Conrad Black: Public-sector unions are a blight on our society – May 6, 2013

CFN – The announcement this week by Tony Clement, Canada’s capable Treasury Board President, that representatives of his department would attend collective bargaining sessions at Crown corporations, is entirely welcome. The entities he singled out for careful examination in search of budgetary economies were Canada Post, Via Rail and the CBC. These all present different administrative challenges, but the idea is a first positive step in the long-overdue overhaul of this entire process.

The largest problem here, and doubtless the last one that will be tackled, is that there simply should not be any collective bargaining at all in the public sector. Former Quebec premier Maurice Duplessis was correct when he said 65 years ago: “The right to strike against the public interest does not exist.”

For many years, the often explicit understanding was that public employees would be less well-paid than those in the private sector, but would have greater job security and, in general, less challenging employment. The unionization of the public service consigned that rule of thumb to the proverbial dust-bin of history, and public-service unions began leading organized labour in militancy, while feasting on the weakness and cowardice of political employers.

During the 20th century, as government legislation progressively equalized the rights of the worker with those of the employer, unions became surplus to the requirements of the employed person. This process was accelerated by the frequent irresponsibility and corruption, intellectual and financial, of much union leadership. Many unions were financially mismanaged, and many more were afflicted by cronyism, and excessive compensation for the controlling families and cliques.

But the unions simply raised the ante, and blackmailed one industry after another, threatening shutdowns unless workplace rules were made inflexible to assure greater personnel and product costs than were necessary; which, of course, ultimately made them uncompetitive. The antics of the automobile workers became particularly notorious, as product quality deteriorated and each automobile produced in American unionized plants became tens of thousands of dollars of pension and health benefits wrapped in sheet metal.

The failings of the manufacturing unions were magnified in the public-service unions, where there was no product, nor any competition, and the management side was represented by politicians who were vulnerable in their jobs, being subject to complaint from the worker-sympathetic public for being skinflints, and from the whole public for any interruption of services.

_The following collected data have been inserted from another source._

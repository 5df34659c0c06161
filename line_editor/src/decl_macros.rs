// Copyright (c) 2024-2025 R3BL LLC. Licensed under Apache License, Version 2.0.

/// Simple macro to create a [`Result`] with an [`Ok`] variant. It is just syntactic sugar
/// that helps having to write `Ok(())`.
/// - If no arg is passed in then it will return `Ok(())`.
/// - If an arg is passed in then it will return `Ok($arg)`.
#[macro_export]
macro_rules! ok {
    // No args.
    () => {
        Ok(())
    };
    // With arg.
    ($value:expr) => {
        Ok($value)
    };
}

/// Build or extend a [`crate::RenderOps`].
///
/// ```
/// use r3bl_line_editor::*;
///
/// let mut ops = render_ops!(@new RenderOp::Echo("a".into()));
/// render_ops!(@add_to ops => RenderOp::CursorLeft(1), RenderOp::NewLine);
/// assert_eq!(ops.len(), 3);
/// ```
#[macro_export]
macro_rules! render_ops {
    // Empty.
    () => {
        $crate::RenderOps::default()
    };

    // @new: Create a RenderOps and push every op that is passed in.
    (@new $($arg_render_op:expr),* $(,)?) => {{
        #[allow(unused_mut)]
        let mut render_ops = $crate::RenderOps::default();
        $(
            render_ops.list.push($arg_render_op);
        )*
        render_ops
    }};

    // @add_to: Push every op that is passed in to an existing RenderOps.
    (@add_to $arg_render_ops:expr => $($arg_render_op:expr),* $(,)?) => {{
        $(
            $arg_render_ops.list.push($arg_render_op);
        )*
    }};
}

/// Queue crossterm commands on a writer that is already in hand, and bail with the
/// [`std::io::Error`] on the first one that fails. Nothing is flushed.
#[macro_export]
macro_rules! queue_commands_no_lock {
    ($writer:expr $(, $command:expr)* $(,)?) => {{
        use ::crossterm::QueueableCommand as _;
        $(
            $writer.queue($command)?;
        )*
    }};
}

This led to some famous confrontations in the United States and Canada. In 1946, U.S. president Harry Truman introduced legislation to draft striking railway workers into the army, where failure to report to work would lead to court martial and severe penalties, and the rail strike collapsed. In 1970, president Richard Nixon called out the army and the National Guard to distribute mail in the New York City area after a postal service strike. (The workers returned to their jobs and new agreements were negotiated that addressed some of their concerns and reorganized the postal service, but did not grant the right to strike.) In 1981, Ronald Reagan famously fired all the striking air controllers who did not return to work as ordered, and replaced them on an interim basis with military air traffic controllers until new personnel could be recruited.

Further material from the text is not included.